How are inflation worries affecting the use of alternatives? That’s occurring now, correct? Yes. This crisis is different in and of itself in that initially we had a credit issue that sparked a liquidity crisis and simultaneous to that we have a spike in commodities and that’s fueling certain inflationary fires. Basically what’s unique is that we’ve been in a period for almost the past 25 years up until very recently where it made sense to trade out of real assets for paper assets. Now, what I’d say is instead of real for paper, we’re now potentially going back to paper for real to some degree.

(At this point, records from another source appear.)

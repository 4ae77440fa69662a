pub use crate::builder::{Cache, CacheBuilder, CachePolicy};
pub use crate::clock::{Clock, ManualClock, MonotonicClock};
pub use crate::error::{ConfigError, InvariantError};
pub use crate::metrics::{CacheStats, MetricsExporter, PrometheusTextExporter, StatsSnapshot};
pub use crate::policy::hybrid::{DEFAULT_ALPHA, DEFAULT_BETA, HybridCache};
pub use crate::policy::lfu::LfuCache;
pub use crate::policy::lru::LruCache;
pub use crate::traits::CacheStore;
//! Hit/miss/eviction accounting and export.
//!
//! Recording ([`CacheStats`], owned by each store), snapshotting
//! ([`StatsSnapshot`]) and publishing ([`MetricsExporter`]) are kept apart so
//! callers that only need a hit ratio never touch the export path.

pub mod exporter;
pub mod snapshot;
pub mod stats;

pub use exporter::{MetricsExporter, PrometheusTextExporter};
pub use snapshot::StatsSnapshot;
pub use stats::CacheStats;
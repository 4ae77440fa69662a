pub mod frequency_buckets;
pub mod intrusive_list;
pub mod slot_arena;

pub use frequency_buckets::{BucketIter, FrequencyBuckets};
pub use intrusive_list::IntrusiveList;
pub use slot_arena::{SlotArena, SlotId};
//! Page-replacement simulation.
//!
//! Several processes replay fixed page sequences against one shared cache.
//! Each step picks a random process, looks its next page up, and loads the
//! page on a miss.
//!
//! ```text
//! cargo run --example simulate -- --policy hybrid --size 4 -n 40 --delay-ms 0
//! RUST_LOG=evictkit=debug cargo run --features tracing --example simulate
//! ```

use std::thread;
use std::time::{Duration, Instant};

use clap::{Parser, ValueEnum};
use evictkit::builder::{Cache, CacheBuilder, CachePolicy};
use evictkit::metrics::{MetricsExporter, PrometheusTextExporter};
use evictkit::traits::CacheStore;
use rand::rngs::StdRng;
use rand::{Rng, SeedableRng};
use tracing_subscriber::EnvFilter;

#[derive(Debug, Clone, Copy, ValueEnum)]
enum PolicyArg {
    Lru,
    Lfu,
    Hybrid,
}

#[derive(Parser, Debug)]
#[command(author, version, about = "Replay process page sequences against a cache")]
struct Args {
    /// Eviction policy
    #[arg(short, long, value_enum, default_value = "hybrid")]
    policy: PolicyArg,

    /// Cache size in pages
    #[arg(short, long, default_value_t = 4)]
    size: usize,

    /// Frequency weight (hybrid only)
    #[arg(short, long, default_value_t = 0.5)]
    alpha: f64,

    /// Recency weight (hybrid only)
    #[arg(short, long, default_value_t = 0.5)]
    beta: f64,

    /// Number of page accesses
    #[arg(short = 'n', long, default_value_t = 20)]
    num_accesses: usize,

    /// Pause between accesses
    #[arg(long, default_value_t = 100)]
    delay_ms: u64,

    /// Seed for process selection; random when omitted
    #[arg(long)]
    seed: Option<u64>,

    /// Print resident pages after every access
    #[arg(long)]
    show_state: bool,

    /// Dump final counters in Prometheus text format
    #[arg(long)]
    prometheus: bool,
}

/// Cycles through a fixed page sequence.
struct Process {
    id: usize,
    pages: Vec<u32>,
    cursor: usize,
}

impl Process {
    fn new(id: usize, pages: Vec<u32>) -> Self {
        Self {
            id,
            pages,
            cursor: 0,
        }
    }

    fn next_page(&mut self) -> u32 {
        if self.cursor >= self.pages.len() {
            self.cursor = 0;
        }
        let page = self.pages[self.cursor];
        self.cursor += 1;
        page
    }
}

struct Simulator {
    cache: Cache<u32, u32>,
    processes: Vec<Process>,
    rng: StdRng,
    started: Instant,
}

impl Simulator {
    fn new(cache: Cache<u32, u32>, seed: Option<u64>) -> Self {
        let rng = match seed {
            Some(seed) => StdRng::seed_from_u64(seed),
            None => StdRng::from_os_rng(),
        };
        Self {
            cache,
            processes: Vec::new(),
            rng,
            started: Instant::now(),
        }
    }

    fn add_process(&mut self, pages: Vec<u32>) {
        let id = self.processes.len() + 1;
        self.processes.push(Process::new(id, pages));
    }

    fn run(&mut self, accesses: usize, delay: Duration, show_state: bool) {
        if self.processes.is_empty() {
            return;
        }
        println!("{:<10}{:<10}{:<10}{:<10}", "Process", "Page", "Result", "Evicted");
        println!("{}", "-".repeat(40));

        for _ in 0..accesses {
            let idx = self.rng.random_range(0..self.processes.len());
            let process = &mut self.processes[idx];
            let page = process.next_page();

            let hit = self.cache.get(&page).is_some();
            let evicted = if hit { None } else { self.cache.put(page, page) };
            let evicted = evicted.map_or_else(|| "-".to_string(), |(key, _)| key.to_string());

            println!(
                "{:<10}{:<10}{:<10}{:<10}",
                process.id,
                page,
                if hit { "HIT" } else { "MISS" },
                evicted
            );

            if show_state {
                let resident: Vec<String> = self.cache.iter().map(|(k, _)| k.to_string()).collect();
                println!("  resident: [{}]", resident.join(", "));
            }

            if !delay.is_zero() {
                thread::sleep(delay);
            }
        }
    }

    fn print_stats(&self) {
        let stats = self.cache.stats();
        println!();
        println!("Cache Statistics ({}):", self.cache.policy_name());
        println!("{}", "-".repeat(40));
        println!("{:<20}: {}", "Total Accesses", stats.lookups());
        println!("{:<20}: {}", "Cache Hits", stats.hits);
        println!("{:<20}: {}", "Cache Misses", stats.misses);
        println!("{:<20}: {}", "Evictions", stats.evictions);
        println!("{:<20}: {:.2}%", "Hit Ratio", stats.hit_ratio() * 100.0);
        println!(
            "{:<20}: {}ms",
            "Simulation Time",
            self.started.elapsed().as_millis()
        );
        println!("{}", "-".repeat(40));
    }
}

fn main() {
    tracing_subscriber::fmt()
        .with_env_filter(EnvFilter::from_default_env())
        .init();

    let args = Args::parse();

    let policy = match args.policy {
        PolicyArg::Lru => CachePolicy::Lru,
        PolicyArg::Lfu => CachePolicy::Lfu,
        PolicyArg::Hybrid => CachePolicy::Hybrid {
            alpha: args.alpha,
            beta: args.beta,
        },
    };
    let cache = match CacheBuilder::new(args.size).try_build(policy) {
        Ok(cache) => cache,
        Err(e) => {
            eprintln!("error: {}", e);
            std::process::exit(2);
        },
    };

    println!("Starting cache simulation with:");
    println!("  Policy: {:?}", args.policy);
    println!("  Cache size: {}", args.size);
    if let PolicyArg::Hybrid = args.policy {
        println!("  Alpha (frequency weight): {}", args.alpha);
        println!("  Beta (recency weight): {}", args.beta);
    }
    println!("  Number of accesses: {}", args.num_accesses);
    println!();

    let mut simulator = Simulator::new(cache, args.seed);
    simulator.add_process(vec![1, 2, 3, 4, 5]); // sequential
    simulator.add_process(vec![1, 1, 2, 2, 3]); // repeated
    simulator.add_process(vec![5, 4, 3, 2, 1]); // reverse
    simulator.add_process(vec![1, 3, 5, 2, 4]); // interleaved

    simulator.run(
        args.num_accesses,
        Duration::from_millis(args.delay_ms),
        args.show_state,
    );
    simulator.print_stats();

    if args.prometheus {
        let exporter = PrometheusTextExporter::new("simulate", std::io::stdout());
        if let Err(e) = exporter.export(&simulator.cache.snapshot()) {
            eprintln!("error: {}", e);
        }
    }
}
//! Frequency buckets with a lazily advanced minimum.
//!
//! Every tracked value sits in exactly one bucket, keyed by its access
//! frequency. A bucket is a doubly linked list threaded through the entry
//! arena: the front holds the entry touched most recently at that frequency,
//! the back the one touched longest ago. Each bucket therefore behaves like a
//! small LRU list, and ties between equal frequencies are broken in favour of
//! evicting the least recently touched entry.
//!
//! ## Architecture
//!
//! ```text
//!   entries: SlotArena<Entry<T>>        buckets: FxHashMap<u64, Bucket>
//!   ┌──────┬──────────────────────┐
//!   │ id_0 │ freq 2, value A      │     freq 1: head ─► [id_2] ◄─► [id_1] ◄─ tail
//!   │ id_1 │ freq 1, value B      │     freq 2: head ─► [id_0] ◄─ tail
//!   │ id_2 │ freq 1, value C      │
//!   └──────┴──────────────────────┘     min_freq = 1
//! ```
//!
//! ## Minimum tracking
//!
//! `min_freq` is never recomputed by scanning. It moves in exactly two ways:
//!
//! - a touch that empties the bucket at `min_freq` bumps it by one, which is
//!   always correct because the touched entry lands in bucket `min_freq + 1`;
//! - inserting an entry resets it to 1.
//!
//! Eviction is only offered fused with an insert ([`replace_min`]), so the
//! emptied-minimum case after a pop is always immediately repaired by the
//! reset to 1.
//!
//! [`replace_min`]: FrequencyBuckets::replace_min

use rustc_hash::FxHashMap;

use crate::ds::slot_arena::{SlotArena, SlotId};
use crate::error::InvariantError;

#[derive(Debug)]
struct Entry<T> {
    prev: Option<SlotId>,
    next: Option<SlotId>,
    freq: u64,
    value: T,
}

#[derive(Debug, Default)]
struct Bucket {
    head: Option<SlotId>,
    tail: Option<SlotId>,
    len: usize,
}

/// Handle-addressed frequency buckets.
#[derive(Debug)]
pub struct FrequencyBuckets<T> {
    entries: SlotArena<Entry<T>>,
    buckets: FxHashMap<u64, Bucket>,
    // 0 means empty.
    min_freq: u64,
}

impl<T> FrequencyBuckets<T> {
    pub fn new() -> Self {
        Self::with_capacity(0)
    }

    pub fn with_capacity(capacity: usize) -> Self {
        Self {
            entries: SlotArena::with_capacity(capacity),
            buckets: FxHashMap::default(),
            min_freq: 0,
        }
    }

    pub fn len(&self) -> usize {
        self.entries.len()
    }

    pub fn is_empty(&self) -> bool {
        self.entries.is_empty()
    }

    /// Lowest frequency with a resident entry.
    pub fn min_freq(&self) -> Option<u64> {
        (self.min_freq != 0).then_some(self.min_freq)
    }

    pub fn frequency(&self, id: SlotId) -> Option<u64> {
        self.entries.get(id).map(|entry| entry.freq)
    }

    pub fn get(&self, id: SlotId) -> Option<&T> {
        self.entries.get(id).map(|entry| &entry.value)
    }

    pub fn get_mut(&mut self, id: SlotId) -> Option<&mut T> {
        self.entries.get_mut(id).map(|entry| &mut entry.value)
    }

    /// Number of distinct frequencies currently populated.
    pub fn bucket_count(&self) -> usize {
        self.buckets.len()
    }

    /// Tracks `value` at frequency 1 and returns its handle.
    pub fn insert(&mut self, value: T) -> SlotId {
        let id = self.entries.insert(Entry {
            prev: None,
            next: None,
            freq: 1,
            value,
        });
        self.link_front(1, id);
        self.min_freq = 1;
        id
    }

    /// Bumps the frequency of `id` by one and moves it to the front of its
    /// new bucket. Returns the new frequency.
    ///
    /// At `u64::MAX` the frequency saturates; the entry is still refreshed
    /// to the front of its bucket.
    pub fn touch(&mut self, id: SlotId) -> Option<u64> {
        let freq = self.entries.get(id)?.freq;
        let next_freq = freq.saturating_add(1);

        self.unlink(freq, id)?;
        if next_freq != freq && !self.buckets.contains_key(&freq) && self.min_freq == freq {
            self.min_freq = next_freq;
        }

        if let Some(entry) = self.entries.get_mut(id) {
            entry.freq = next_freq;
        }
        self.link_front(next_freq, id);
        Some(next_freq)
    }

    /// The entry the next eviction would remove: the back of the
    /// `min_freq` bucket.
    pub fn peek_min(&self) -> Option<(SlotId, &T, u64)> {
        let id = self.buckets.get(&self.min_freq)?.tail?;
        let entry = self.entries.get(id)?;
        Some((id, &entry.value, entry.freq))
    }

    /// Evicts the least recently touched entry of the lowest frequency (if
    /// any entry exists), then tracks `value` at frequency 1.
    ///
    /// Returns the evicted value with its frequency, and the new handle.
    pub fn replace_min(&mut self, value: T) -> (Option<(T, u64)>, SlotId) {
        let evicted = self.pop_min_unchecked();
        let id = self.insert(value);
        (evicted, id)
    }

    pub fn clear(&mut self) {
        self.entries.clear();
        self.buckets.clear();
        self.min_freq = 0;
    }

    /// Iterates entries by ascending frequency, front to back within a
    /// bucket (so each bucket yields most recently touched first).
    pub fn iter(&self) -> impl Iterator<Item = (SlotId, &T, u64)> + '_ {
        let mut freqs: Vec<u64> = self.buckets.keys().copied().collect();
        freqs.sort_unstable();
        freqs.into_iter().flat_map(move |freq| self.iter_bucket(freq))
    }

    /// Iterates one bucket front to back.
    pub fn iter_bucket(&self, freq: u64) -> BucketIter<'_, T> {
        BucketIter {
            buckets: self,
            current: self.buckets.get(&freq).and_then(|bucket| bucket.head),
        }
    }

    /// Checks bucket links, lengths, entry frequencies and `min_freq`.
    pub fn validate(&self) -> Result<(), InvariantError> {
        if self.is_empty() {
            if !self.buckets.is_empty() {
                return Err(InvariantError::new(format!(
                    "no entries but {} buckets remain",
                    self.buckets.len()
                )));
            }
            if self.min_freq != 0 {
                return Err(InvariantError::new(format!(
                    "no entries but min_freq is {}",
                    self.min_freq
                )));
            }
            return Ok(());
        }

        let lowest = self.buckets.keys().copied().min().unwrap_or(0);
        if self.min_freq != lowest {
            return Err(InvariantError::new(format!(
                "min_freq is {} but lowest populated bucket is {}",
                self.min_freq, lowest
            )));
        }

        let mut total = 0usize;
        for (&freq, bucket) in &self.buckets {
            if bucket.len == 0 || bucket.head.is_none() || bucket.tail.is_none() {
                return Err(InvariantError::new(format!("bucket {} is empty", freq)));
            }
            let mut prev = None;
            let mut count = 0usize;
            let mut current = bucket.head;
            while let Some(id) = current {
                let entry = self.entries.get(id).ok_or_else(|| {
                    InvariantError::new(format!("bucket {} links stale handle {:?}", freq, id))
                })?;
                if entry.freq != freq {
                    return Err(InvariantError::new(format!(
                        "entry {:?} has freq {} but sits in bucket {}",
                        id, entry.freq, freq
                    )));
                }
                if entry.prev != prev {
                    return Err(InvariantError::new(format!(
                        "entry {:?} in bucket {} has broken prev link",
                        id, freq
                    )));
                }
                count += 1;
                if count > self.entries.len() {
                    return Err(InvariantError::new(format!("bucket {} has a cycle", freq)));
                }
                prev = Some(id);
                current = entry.next;
            }
            if bucket.tail != prev || bucket.len != count {
                return Err(InvariantError::new(format!(
                    "bucket {} records len {} / tail {:?}, walked {} / {:?}",
                    freq, bucket.len, bucket.tail, count, prev
                )));
            }
            total += count;
        }

        if total != self.entries.len() {
            return Err(InvariantError::new(format!(
                "buckets hold {} entries, arena holds {}",
                total,
                self.entries.len()
            )));
        }
        Ok(())
    }

    // Leaves `min_freq` stale if the popped entry emptied the lowest bucket;
    // only `replace_min` calls this and re-inserts right after.
    fn pop_min_unchecked(&mut self) -> Option<(T, u64)> {
        let freq = self.min_freq;
        let id = self.buckets.get(&freq)?.tail?;
        self.unlink(freq, id)?;
        if self.buckets.is_empty() {
            self.min_freq = 0;
        }
        self.entries.remove(id).map(|entry| (entry.value, entry.freq))
    }

    fn link_front(&mut self, freq: u64, id: SlotId) {
        let bucket = self.buckets.entry(freq).or_default();
        let old_head = bucket.head;
        if old_head.is_none() {
            bucket.tail = Some(id);
        }
        bucket.head = Some(id);
        bucket.len += 1;

        if let Some(entry) = self.entries.get_mut(id) {
            entry.prev = None;
            entry.next = old_head;
        }
        if let Some(head) = old_head
            && let Some(entry) = self.entries.get_mut(head)
        {
            entry.prev = Some(id);
        }
    }

    // Drops the bucket when it becomes empty.
    fn unlink(&mut self, freq: u64, id: SlotId) -> Option<()> {
        let (prev, next) = {
            let entry = self.entries.get(id)?;
            (entry.prev, entry.next)
        };

        let bucket = self.buckets.get_mut(&freq)?;
        match prev {
            Some(prev_id) => {
                if let Some(entry) = self.entries.get_mut(prev_id) {
                    entry.next = next;
                }
            },
            None => bucket.head = next,
        }
        match next {
            Some(next_id) => {
                if let Some(entry) = self.entries.get_mut(next_id) {
                    entry.prev = prev;
                }
            },
            None => bucket.tail = prev,
        }
        bucket.len -= 1;
        if bucket.len == 0 {
            self.buckets.remove(&freq);
        }

        if let Some(entry) = self.entries.get_mut(id) {
            entry.prev = None;
            entry.next = None;
        }
        Some(())
    }
}

impl<T> Default for FrequencyBuckets<T> {
    fn default() -> Self {
        Self::new()
    }
}

/// Front-to-back walk of a single bucket.
pub struct BucketIter<'a, T> {
    buckets: &'a FrequencyBuckets<T>,
    current: Option<SlotId>,
}

impl<'a, T> Iterator for BucketIter<'a, T> {
    type Item = (SlotId, &'a T, u64);

    fn next(&mut self) -> Option<Self::Item> {
        let id = self.current?;
        let entry = self.buckets.entries.get(id)?;
        self.current = entry.next;
        Some((id, &entry.value, entry.freq))
    }
}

Explain. Paper assets being traditional equities, traditional fixed income. Commodities have not been in vogue until quite recently, and that’s been because we’ve been in a deflationary environment. People forget about the time where you had, up through the late 1970s, a President on television wearing a cardigan sweater saying everybody should wear an extra sweater and lower the heat in their house. Then we entered the ’80s, ’90s, and early 2000s where inflation was kept under control, there was a lot of outsourcing of labor, commodities were still plentiful, and now we’ve had several different triggers–emerging market growth is shooting up, China, India–and labor isn’t as cheap anymore. We have everything from climate change impacting rainfall in Chile so the Chilean copper mines that are driven by hydroelectric power don’t have power. You have dislocation in a lot of these commodities markets, and that’s fueling a reallocation from institutions and individual investors, many of whom, until recently, didn’t have any significant allocation to what we call real assets, or real assets in their portfolios or equities that benefit from real asset price inflation.